*Exercise description*.
A complete answer includes every line below with the word "impl".

---------------

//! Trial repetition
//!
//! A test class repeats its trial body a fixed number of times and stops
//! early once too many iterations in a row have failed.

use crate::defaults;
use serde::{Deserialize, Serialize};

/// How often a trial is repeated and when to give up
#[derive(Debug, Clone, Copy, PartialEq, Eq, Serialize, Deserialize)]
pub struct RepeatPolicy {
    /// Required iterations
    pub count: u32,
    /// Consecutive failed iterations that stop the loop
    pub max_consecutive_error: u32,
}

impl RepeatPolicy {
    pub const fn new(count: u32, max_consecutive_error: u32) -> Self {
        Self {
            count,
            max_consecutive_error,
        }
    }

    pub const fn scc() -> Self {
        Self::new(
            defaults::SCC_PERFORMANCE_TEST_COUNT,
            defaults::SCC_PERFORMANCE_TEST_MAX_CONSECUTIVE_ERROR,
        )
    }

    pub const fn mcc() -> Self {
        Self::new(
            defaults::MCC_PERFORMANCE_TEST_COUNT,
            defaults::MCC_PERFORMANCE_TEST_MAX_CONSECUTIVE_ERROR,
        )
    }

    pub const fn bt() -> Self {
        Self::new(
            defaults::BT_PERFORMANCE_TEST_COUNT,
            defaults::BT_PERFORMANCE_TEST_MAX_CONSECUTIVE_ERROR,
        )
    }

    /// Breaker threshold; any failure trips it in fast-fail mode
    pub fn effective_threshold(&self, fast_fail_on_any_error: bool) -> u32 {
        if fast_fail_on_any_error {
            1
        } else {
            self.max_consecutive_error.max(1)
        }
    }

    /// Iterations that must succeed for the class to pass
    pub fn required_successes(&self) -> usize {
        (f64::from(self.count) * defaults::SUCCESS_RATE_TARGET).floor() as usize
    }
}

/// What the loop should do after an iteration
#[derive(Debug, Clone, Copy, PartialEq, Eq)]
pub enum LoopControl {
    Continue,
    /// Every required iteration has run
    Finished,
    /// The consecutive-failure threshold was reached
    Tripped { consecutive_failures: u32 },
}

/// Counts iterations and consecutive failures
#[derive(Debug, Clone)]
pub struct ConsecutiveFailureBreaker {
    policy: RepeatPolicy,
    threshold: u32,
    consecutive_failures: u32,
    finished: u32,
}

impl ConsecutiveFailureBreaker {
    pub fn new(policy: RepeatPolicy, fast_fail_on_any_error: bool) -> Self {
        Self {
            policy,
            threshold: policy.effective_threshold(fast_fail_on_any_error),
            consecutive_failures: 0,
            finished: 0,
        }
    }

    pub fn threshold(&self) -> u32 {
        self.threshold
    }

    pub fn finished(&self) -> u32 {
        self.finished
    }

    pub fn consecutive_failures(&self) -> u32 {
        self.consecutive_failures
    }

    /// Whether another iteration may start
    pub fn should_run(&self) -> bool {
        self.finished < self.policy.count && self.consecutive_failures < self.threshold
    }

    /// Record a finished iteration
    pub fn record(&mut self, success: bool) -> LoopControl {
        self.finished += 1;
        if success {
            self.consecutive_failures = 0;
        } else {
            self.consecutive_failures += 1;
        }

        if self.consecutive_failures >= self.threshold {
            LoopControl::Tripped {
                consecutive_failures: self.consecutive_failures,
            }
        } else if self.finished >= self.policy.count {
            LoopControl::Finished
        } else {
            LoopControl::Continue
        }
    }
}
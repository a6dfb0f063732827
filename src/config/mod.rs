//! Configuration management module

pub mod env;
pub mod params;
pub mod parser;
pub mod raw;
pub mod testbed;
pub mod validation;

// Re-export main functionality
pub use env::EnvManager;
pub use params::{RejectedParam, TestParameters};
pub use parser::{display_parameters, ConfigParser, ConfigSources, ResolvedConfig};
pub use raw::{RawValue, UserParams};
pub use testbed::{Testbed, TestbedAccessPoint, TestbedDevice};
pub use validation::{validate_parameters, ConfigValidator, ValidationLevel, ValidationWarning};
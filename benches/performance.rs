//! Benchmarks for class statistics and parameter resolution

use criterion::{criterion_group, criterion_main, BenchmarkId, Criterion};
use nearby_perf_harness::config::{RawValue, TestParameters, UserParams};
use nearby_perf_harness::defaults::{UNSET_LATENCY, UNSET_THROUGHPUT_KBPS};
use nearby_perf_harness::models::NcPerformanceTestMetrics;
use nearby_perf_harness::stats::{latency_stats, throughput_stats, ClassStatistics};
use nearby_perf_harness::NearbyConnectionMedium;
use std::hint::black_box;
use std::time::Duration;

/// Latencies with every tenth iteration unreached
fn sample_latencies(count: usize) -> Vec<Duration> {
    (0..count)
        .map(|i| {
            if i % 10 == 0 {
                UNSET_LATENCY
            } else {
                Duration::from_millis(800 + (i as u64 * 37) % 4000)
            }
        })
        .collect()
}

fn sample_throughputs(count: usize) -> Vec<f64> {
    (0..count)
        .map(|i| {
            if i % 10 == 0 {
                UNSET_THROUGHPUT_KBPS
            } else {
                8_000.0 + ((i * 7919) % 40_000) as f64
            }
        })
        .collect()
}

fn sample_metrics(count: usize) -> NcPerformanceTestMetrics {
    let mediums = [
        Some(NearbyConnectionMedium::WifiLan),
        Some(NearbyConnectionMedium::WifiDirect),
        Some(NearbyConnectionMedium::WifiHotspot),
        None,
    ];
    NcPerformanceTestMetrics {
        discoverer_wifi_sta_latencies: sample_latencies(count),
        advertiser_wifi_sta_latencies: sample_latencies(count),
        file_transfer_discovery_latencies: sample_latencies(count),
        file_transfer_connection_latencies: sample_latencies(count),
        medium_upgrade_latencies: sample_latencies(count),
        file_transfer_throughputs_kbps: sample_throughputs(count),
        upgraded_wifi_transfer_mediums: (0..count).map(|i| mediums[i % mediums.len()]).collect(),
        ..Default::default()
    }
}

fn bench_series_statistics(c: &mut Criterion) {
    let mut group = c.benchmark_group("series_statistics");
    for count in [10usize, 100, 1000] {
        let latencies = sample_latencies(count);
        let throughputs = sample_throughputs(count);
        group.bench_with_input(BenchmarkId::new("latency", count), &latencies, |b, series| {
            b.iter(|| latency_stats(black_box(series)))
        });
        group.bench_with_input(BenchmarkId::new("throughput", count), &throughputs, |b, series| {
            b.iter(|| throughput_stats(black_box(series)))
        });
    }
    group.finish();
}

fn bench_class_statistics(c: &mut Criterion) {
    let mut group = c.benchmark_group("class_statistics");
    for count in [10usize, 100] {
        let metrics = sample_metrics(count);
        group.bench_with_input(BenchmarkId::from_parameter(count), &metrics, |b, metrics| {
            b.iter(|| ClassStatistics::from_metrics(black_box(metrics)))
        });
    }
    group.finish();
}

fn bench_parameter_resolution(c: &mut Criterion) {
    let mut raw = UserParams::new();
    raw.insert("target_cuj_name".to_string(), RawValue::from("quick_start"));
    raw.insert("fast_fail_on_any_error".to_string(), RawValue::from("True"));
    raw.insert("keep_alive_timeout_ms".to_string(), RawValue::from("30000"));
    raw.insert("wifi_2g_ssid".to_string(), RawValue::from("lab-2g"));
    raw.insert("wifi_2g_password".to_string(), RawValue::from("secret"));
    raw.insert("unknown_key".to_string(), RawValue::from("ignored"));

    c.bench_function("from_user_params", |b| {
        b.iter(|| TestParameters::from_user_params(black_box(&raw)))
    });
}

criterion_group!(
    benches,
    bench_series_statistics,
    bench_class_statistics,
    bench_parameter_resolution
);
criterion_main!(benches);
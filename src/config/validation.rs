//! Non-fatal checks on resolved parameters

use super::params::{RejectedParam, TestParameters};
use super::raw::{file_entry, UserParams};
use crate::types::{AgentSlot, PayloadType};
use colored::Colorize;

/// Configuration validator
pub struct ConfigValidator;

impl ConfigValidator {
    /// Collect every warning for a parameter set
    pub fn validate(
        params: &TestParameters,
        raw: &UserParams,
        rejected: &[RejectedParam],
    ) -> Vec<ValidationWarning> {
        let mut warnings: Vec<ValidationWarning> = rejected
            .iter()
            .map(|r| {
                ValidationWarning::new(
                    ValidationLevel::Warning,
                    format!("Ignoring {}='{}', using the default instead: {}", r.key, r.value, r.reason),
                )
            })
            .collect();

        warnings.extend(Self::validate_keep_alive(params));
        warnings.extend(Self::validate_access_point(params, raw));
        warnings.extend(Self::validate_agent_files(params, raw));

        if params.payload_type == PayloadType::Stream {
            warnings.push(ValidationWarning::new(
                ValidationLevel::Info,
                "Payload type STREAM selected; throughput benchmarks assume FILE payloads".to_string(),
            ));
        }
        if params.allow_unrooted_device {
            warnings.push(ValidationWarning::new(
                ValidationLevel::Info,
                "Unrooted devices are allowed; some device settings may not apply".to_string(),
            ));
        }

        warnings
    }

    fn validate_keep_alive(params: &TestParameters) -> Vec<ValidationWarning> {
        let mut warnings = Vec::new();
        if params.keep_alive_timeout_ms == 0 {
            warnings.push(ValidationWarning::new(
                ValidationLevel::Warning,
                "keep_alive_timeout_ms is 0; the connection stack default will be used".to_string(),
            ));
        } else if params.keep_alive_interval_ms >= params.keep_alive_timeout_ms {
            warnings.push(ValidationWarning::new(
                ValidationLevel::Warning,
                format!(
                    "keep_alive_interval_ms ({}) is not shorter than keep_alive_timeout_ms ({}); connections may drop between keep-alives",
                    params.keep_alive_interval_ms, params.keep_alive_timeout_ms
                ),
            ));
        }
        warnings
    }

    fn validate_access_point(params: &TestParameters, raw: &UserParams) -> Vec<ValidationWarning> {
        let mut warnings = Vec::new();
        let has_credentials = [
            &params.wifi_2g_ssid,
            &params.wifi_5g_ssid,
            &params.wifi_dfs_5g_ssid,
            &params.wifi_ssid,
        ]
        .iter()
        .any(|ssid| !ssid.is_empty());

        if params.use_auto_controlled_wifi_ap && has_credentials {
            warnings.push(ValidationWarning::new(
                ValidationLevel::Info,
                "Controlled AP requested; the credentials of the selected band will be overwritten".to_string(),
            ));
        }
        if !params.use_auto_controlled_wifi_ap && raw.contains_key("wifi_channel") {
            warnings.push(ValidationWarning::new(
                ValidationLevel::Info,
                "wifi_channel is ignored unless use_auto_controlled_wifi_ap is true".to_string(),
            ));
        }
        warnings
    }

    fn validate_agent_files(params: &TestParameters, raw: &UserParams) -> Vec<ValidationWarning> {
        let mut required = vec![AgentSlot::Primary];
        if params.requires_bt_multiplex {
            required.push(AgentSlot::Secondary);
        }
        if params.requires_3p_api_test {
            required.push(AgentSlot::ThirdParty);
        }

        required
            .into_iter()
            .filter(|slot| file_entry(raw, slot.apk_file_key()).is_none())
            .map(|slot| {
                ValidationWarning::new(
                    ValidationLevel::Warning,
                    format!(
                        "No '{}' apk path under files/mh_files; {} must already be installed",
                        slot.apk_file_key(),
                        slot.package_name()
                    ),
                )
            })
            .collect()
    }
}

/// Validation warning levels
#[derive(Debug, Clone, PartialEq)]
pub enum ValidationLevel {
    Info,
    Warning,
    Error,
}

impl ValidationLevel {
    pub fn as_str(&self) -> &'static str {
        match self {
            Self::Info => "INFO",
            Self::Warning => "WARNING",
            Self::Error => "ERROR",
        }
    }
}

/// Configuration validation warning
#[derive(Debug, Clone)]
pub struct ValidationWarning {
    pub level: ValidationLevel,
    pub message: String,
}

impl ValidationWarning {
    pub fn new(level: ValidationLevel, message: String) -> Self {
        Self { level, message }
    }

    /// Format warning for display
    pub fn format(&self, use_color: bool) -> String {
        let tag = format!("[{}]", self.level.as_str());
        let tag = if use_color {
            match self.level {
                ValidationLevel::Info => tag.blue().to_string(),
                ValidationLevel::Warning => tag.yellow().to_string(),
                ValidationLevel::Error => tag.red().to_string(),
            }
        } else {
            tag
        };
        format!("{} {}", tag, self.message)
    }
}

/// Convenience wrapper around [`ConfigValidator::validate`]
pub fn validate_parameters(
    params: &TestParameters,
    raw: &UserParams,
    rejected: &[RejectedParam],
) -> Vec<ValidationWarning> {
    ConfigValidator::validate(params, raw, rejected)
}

---------------

*Task solution*.
impl RepeatPolicy {
impl ConsecutiveFailureBreaker {
impl ConfigValidator {
impl ValidationLevel {
impl ValidationWarning {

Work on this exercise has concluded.